Когда мне было восемнадцать, один человек, столь же несведущий в хиромантии, как и я сам, объявил, что прочел по моей руке, будто я буду дважды женат, детей у меня не будет, а в пятьдесят лет я буду богат, буду иметь все, что нужно для счастья, но умру от какой-то страшной болезни. Этот человек был американец гораздо старше меня; его привлекала моя юность, и он осыпал меня всевозможными благодеяниями.

На всякий случай я удержал в памяти это предсказание.

А когда стал размышлять над проблемой, в каком возрасте лучше всего умереть, оно припомнилось мне, и я обрел в воображении точку опоры для своих рассуждений. Тем паче, что один из пунктов предсказания осуществился: я был женат два раза. Так что я решил довериться и опереться на эти брошенные на ветер слова.

Меня вполне устраивало, что эти слова упали на подготовленную почву.

Впрочем, обстоятельства моей жизни, как мне казалось, неизменно подкрепляли это желание. После сорока у меня открылось несколько заболеваний, так что судьба вполне могла быстро сделать среди них выбор, причем любому из них очень легко было превратиться в соответствии с предсказанием в "страшное". С другой стороны, хоть я никогда чрезмерно не гнался за деньгами, как другие, в конце концов они появились у меня без особых моих к тому усилий, и даже если они были не слишком большие, их вполне хватало по моим достаточно скромным запросам, так что я мог считать себя богатым, пусть это у некоторых и вызовет улыбку. Кроме того, я давно уже оказался вовлечен в деятельность или политическое движение, сопряженное с риском попасть при определенном повороте событий в крайне опасное положение.

Последний фактор показался мне весьма убедительным и способным избавить от последних сомнений, если таковые у меня еще оставались; итак, мне предназначено умереть в предсказанный срок либо от страшной болезни, либо насильственной смертью, которая заменит эту болезнь. Американский друг не мог на языке мирного времени по-другому определить мою судьбу.

Однако согласия с предсказанием было для меня недостаточно, дожидаться его свершения мне показалось не слишком надежным. Возникли и другие соображения, заставившие меня поторопиться и прибегнуть к самоубийству.

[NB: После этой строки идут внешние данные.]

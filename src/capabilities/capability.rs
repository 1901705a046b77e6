//! Capability definition: one workload type or trait type.
//!
//! A definition declares:
//! - Its name and an optional short alias
//! - Whether it is a workload or a trait
//! - For traits, which workload types it applies to
//! - The parameters it accepts, with types and defaults
//!
//! Definitions arrive from two places. Cluster-registered definitions are
//! stored as [`Resource`]s and decoded with
//! [`CapabilityDefinition::from_resource`]. Locally installed ones are YAML
//! files read by the capability cache.

use std::fmt;

use serde::{Deserialize, Serialize};
use serde_json::Value;

use crate::store::{
    ObjectMeta, Resource, TRAIT_DEFINITION_KIND, WORKLOAD_DEFINITION_KIND,
};

/// Annotation that carries the short alias on a cluster definition.
pub const SHORT_ALIAS_ANNOTATION: &str = "short";

/// API version written on definition resources built by this crate.
pub const DEFINITION_API_VERSION: &str = "core.capplane.io/v1alpha1";

/// A capability definition.
///
/// Example YAML (local cache):
/// ```yaml
/// capability:
///   name: "webservice"
///   shortAlias: "web"
///   kind: workload
///   definitionRef: "containerizedworkloads.core.oam.dev"
///   parameters:
///     - name: image
///       type: string
///       required: true
///     - name: port
///       type: int
///       default: 8080
/// ```
#[derive(Debug, Clone, PartialEq, Serialize, Deserialize)]
#[serde(rename_all = "camelCase")]
pub struct CapabilityDefinition {
    /// Unique within its kind after merge.
    pub name: String,

    /// Optional human-friendly alias, unique within its kind.
    #[serde(default, skip_serializing_if = "Option::is_none")]
    pub short_alias: Option<String>,

    pub kind: CapabilityKind,

    /// Name of the resource definition backing this capability.
    #[serde(default, skip_serializing_if = "Option::is_none")]
    pub definition_ref: Option<String>,

    /// Workload types this trait can be attached to. Empty means none.
    #[serde(default)]
    pub applies_to_workloads: Vec<String>,

    /// Declared parameter schema, in declaration order.
    #[serde(default)]
    pub parameters: Vec<ParameterSpec>,

    /// Provenance; always overwritten by the source that produced it.
    #[serde(default)]
    pub source_origin: SourceOrigin,
}

/// Workload type or trait type.
#[derive(Debug, Clone, Copy, PartialEq, Eq, Hash, Serialize, Deserialize)]
#[serde(rename_all = "snake_case")]
pub enum CapabilityKind {
    Workload,
    Trait,
}

impl CapabilityKind {
    /// The store kind cluster-registered definitions of this kind live under.
    pub fn definition_kind(&self) -> &'static str {
        match self {
            Self::Workload => WORKLOAD_DEFINITION_KIND,
            Self::Trait => TRAIT_DEFINITION_KIND,
        }
    }
}

impl fmt::Display for CapabilityKind {
    fn fmt(&self, f: &mut fmt::Formatter<'_>) -> fmt::Result {
        match self {
            Self::Workload => write!(f, "workload"),
            Self::Trait => write!(f, "trait"),
        }
    }
}

/// Where a definition came from.
#[derive(Debug, Clone, Copy, Default, PartialEq, Eq, Hash, Serialize, Deserialize)]
#[serde(rename_all = "camelCase")]
pub enum SourceOrigin {
    /// Registered in the target cluster; authoritative.
    Cluster,
    /// Installed in the local capability cache only.
    #[default]
    LocalCache,
}

/// Primitive type tag of a parameter.
#[derive(Debug, Clone, Copy, PartialEq, Eq, Hash, Serialize, Deserialize)]
#[serde(rename_all = "lowercase")]
pub enum ParamType {
    String,
    #[serde(alias = "integer")]
    Int,
    #[serde(alias = "number")]
    Float,
    #[serde(alias = "boolean")]
    Bool,
}

impl fmt::Display for ParamType {
    fn fmt(&self, f: &mut fmt::Formatter<'_>) -> fmt::Result {
        match self {
            Self::String => write!(f, "string"),
            Self::Int => write!(f, "int"),
            Self::Float => write!(f, "float"),
            Self::Bool => write!(f, "bool"),
        }
    }
}

/// One entry of a capability's parameter schema.
#[derive(Debug, Clone, PartialEq, Serialize, Deserialize)]
pub struct ParameterSpec {
    pub name: String,

    #[serde(rename = "type")]
    pub param_type: ParamType,

    /// Declared default, as written in the definition.
    #[serde(default, skip_serializing_if = "Option::is_none")]
    pub default: Option<Value>,

    #[serde(default)]
    pub required: bool,

    /// Help text.
    #[serde(default, skip_serializing_if = "Option::is_none")]
    pub usage: Option<String>,
}

impl ParameterSpec {
    pub fn new(name: &str, param_type: ParamType) -> Self {
        Self {
            name: name.to_string(),
            param_type,
            default: None,
            required: false,
            usage: None,
        }
    }

    pub fn with_default(mut self, default: Value) -> Self {
        self.default = Some(default);
        self
    }

    pub fn required(mut self) -> Self {
        self.required = true;
        self
    }
}

/// `spec` of a cluster definition resource.
#[derive(Debug, Default, Deserialize, Serialize)]
#[serde(rename_all = "camelCase")]
struct DefinitionSpec {
    #[serde(default, skip_serializing_if = "Option::is_none")]
    definition_ref: Option<DefinitionRef>,
    #[serde(default)]
    applies_to_workloads: Vec<String>,
    #[serde(default)]
    parameters: Vec<ParameterSpec>,
}

#[derive(Debug, Deserialize, Serialize)]
struct DefinitionRef {
    name: String,
}

/// Wrapper for YAML deserialization (definition is nested under `capability:`).
#[derive(Debug, Deserialize)]
struct CapabilityWrapper {
    capability: CapabilityDefinition,
}

impl CapabilityDefinition {
    /// A definition with no alias, schema or applicability.
    pub fn new(name: &str, kind: CapabilityKind, origin: SourceOrigin) -> Self {
        Self {
            name: name.to_string(),
            short_alias: None,
            kind,
            definition_ref: None,
            applies_to_workloads: Vec::new(),
            parameters: Vec::new(),
            source_origin: origin,
        }
    }

    /// Parse a definition nested under a `capability:` key.
    pub fn from_yaml(yaml: &str) -> Result<Self, serde_yaml::Error> {
        let wrapper: CapabilityWrapper = serde_yaml::from_str(yaml)?;
        Ok(wrapper.capability)
    }

    /// Decode a cluster-registered definition resource.
    ///
    /// The alias comes from the `short` annotation and the definition
    /// reference from `spec.definitionRef.name`.
    pub fn from_resource(
        resource: &Resource,
        kind: CapabilityKind,
    ) -> Result<Self, serde_json::Error> {
        let spec: DefinitionSpec = if resource.spec.is_null() {
            DefinitionSpec::default()
        } else {
            serde_json::from_value(resource.spec.clone())?
        };

        Ok(Self {
            name: resource.metadata.name.clone(),
            short_alias: resource
                .annotation(SHORT_ALIAS_ANNOTATION)
                .filter(|s| !s.is_empty())
                .map(String::from),
            kind,
            definition_ref: spec.definition_ref.map(|r| r.name),
            applies_to_workloads: spec.applies_to_workloads,
            parameters: spec.parameters,
            source_origin: SourceOrigin::Cluster,
        })
    }

    /// Encode as a cluster definition resource; the inverse of
    /// [`from_resource`](Self::from_resource).
    pub fn to_resource(&self) -> Resource {
        let mut metadata = ObjectMeta {
            name: self.name.clone(),
            ..Default::default()
        };
        if let Some(alias) = &self.short_alias {
            metadata
                .annotations
                .insert(SHORT_ALIAS_ANNOTATION.to_string(), alias.clone());
        }
        let spec = DefinitionSpec {
            definition_ref: self
                .definition_ref
                .clone()
                .map(|name| DefinitionRef { name }),
            applies_to_workloads: self.applies_to_workloads.clone(),
            parameters: self.parameters.clone(),
        };

        Resource {
            api_version: DEFINITION_API_VERSION.to_string(),
            kind: self.kind.definition_kind().to_string(),
            metadata,
            spec: serde_json::to_value(spec).unwrap_or(Value::Null),
        }
    }

    /// Exact, case-sensitive match against the name or the short alias.
    pub fn answers_to(&self, name_or_alias: &str) -> bool {
        self.name == name_or_alias || self.short_alias.as_deref() == Some(name_or_alias)
    }

    /// Whether this trait declares compatibility with `workload`.
    pub fn applies_to(&self, workload: &str) -> bool {
        self.applies_to_workloads.iter().any(|w| w == workload)
    }

    /// Look up a parameter spec by name.
    pub fn parameter(&self, name: &str) -> Option<&ParameterSpec> {
        self.parameters.iter().find(|p| p.name == name)
    }

    pub fn with_alias(mut self, alias: &str) -> Self {
        self.short_alias = Some(alias.to_string());
        self
    }

    pub fn with_definition_ref(mut self, definition_ref: &str) -> Self {
        self.definition_ref = Some(definition_ref.to_string());
        self
    }

    pub fn with_applies_to(mut self, workloads: &[&str]) -> Self {
        self.applies_to_workloads = workloads.iter().map(|w| w.to_string()).collect();
        self
    }

    pub fn with_parameter(mut self, parameter: ParameterSpec) -> Self {
        self.parameters.push(parameter);
        self
    }
}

Но чтобы вполне понять это, надо пойти другим путем, а не тем, которым я до сих пор вел вас.

Я опять возвращаюсь к детству, но не потому что там сокрыты все причины: просто живое существо целиком заложено в своем начале, и там как раз лежат взаимосоответствия между всеми его возрастами. Я от рождения меланхоличный, замкнутый. От людей я укрывался задолго до первых нанесенных ими обид и ран или до первых угрызений совести, оттого что я их ранил. Прячась в укромных закоулках квартиры либо сада, я замыкался в себе, дабы насладиться неким тайным, сокровенным чувством. Я уже догадывался или, верней, гораздо лучше, чем много позже, когда стал подвержен соблазнам мира, знал, что во мне есть нечто, что не является мною, но тысячекрат драгоценней меня. Я также предощущал, что наслаждаться этим "нечто" куда сладостней в смерти, чем в жизни, и, бывало, играя, воображал не только, будто я потерялся, навсегда расстался с папой и мамой, но и будто я умер. О, какое то было печальное и сладостное упоение лежать под кроватью в безмолвной комнате, когда родителей не было дома, и представлять себя в могиле. Несмотря на религиозное воспитание и все, что мне твердили про рай и ад, быть мертвым вовсе не означало находиться здесь или там, в местах обитаемых, и где можно видеть, но в месте до такой степени темном, неведомом, что это могло означать "нигде", и там можно было слышать, как капля за каплей падает нечто неисповедимое, которое не является ни мной, ни другими, а некоей субстанцией всего, что живо и доступно зрению, и всего, что незримо, но живет - живет иным бесконечно желанным образом.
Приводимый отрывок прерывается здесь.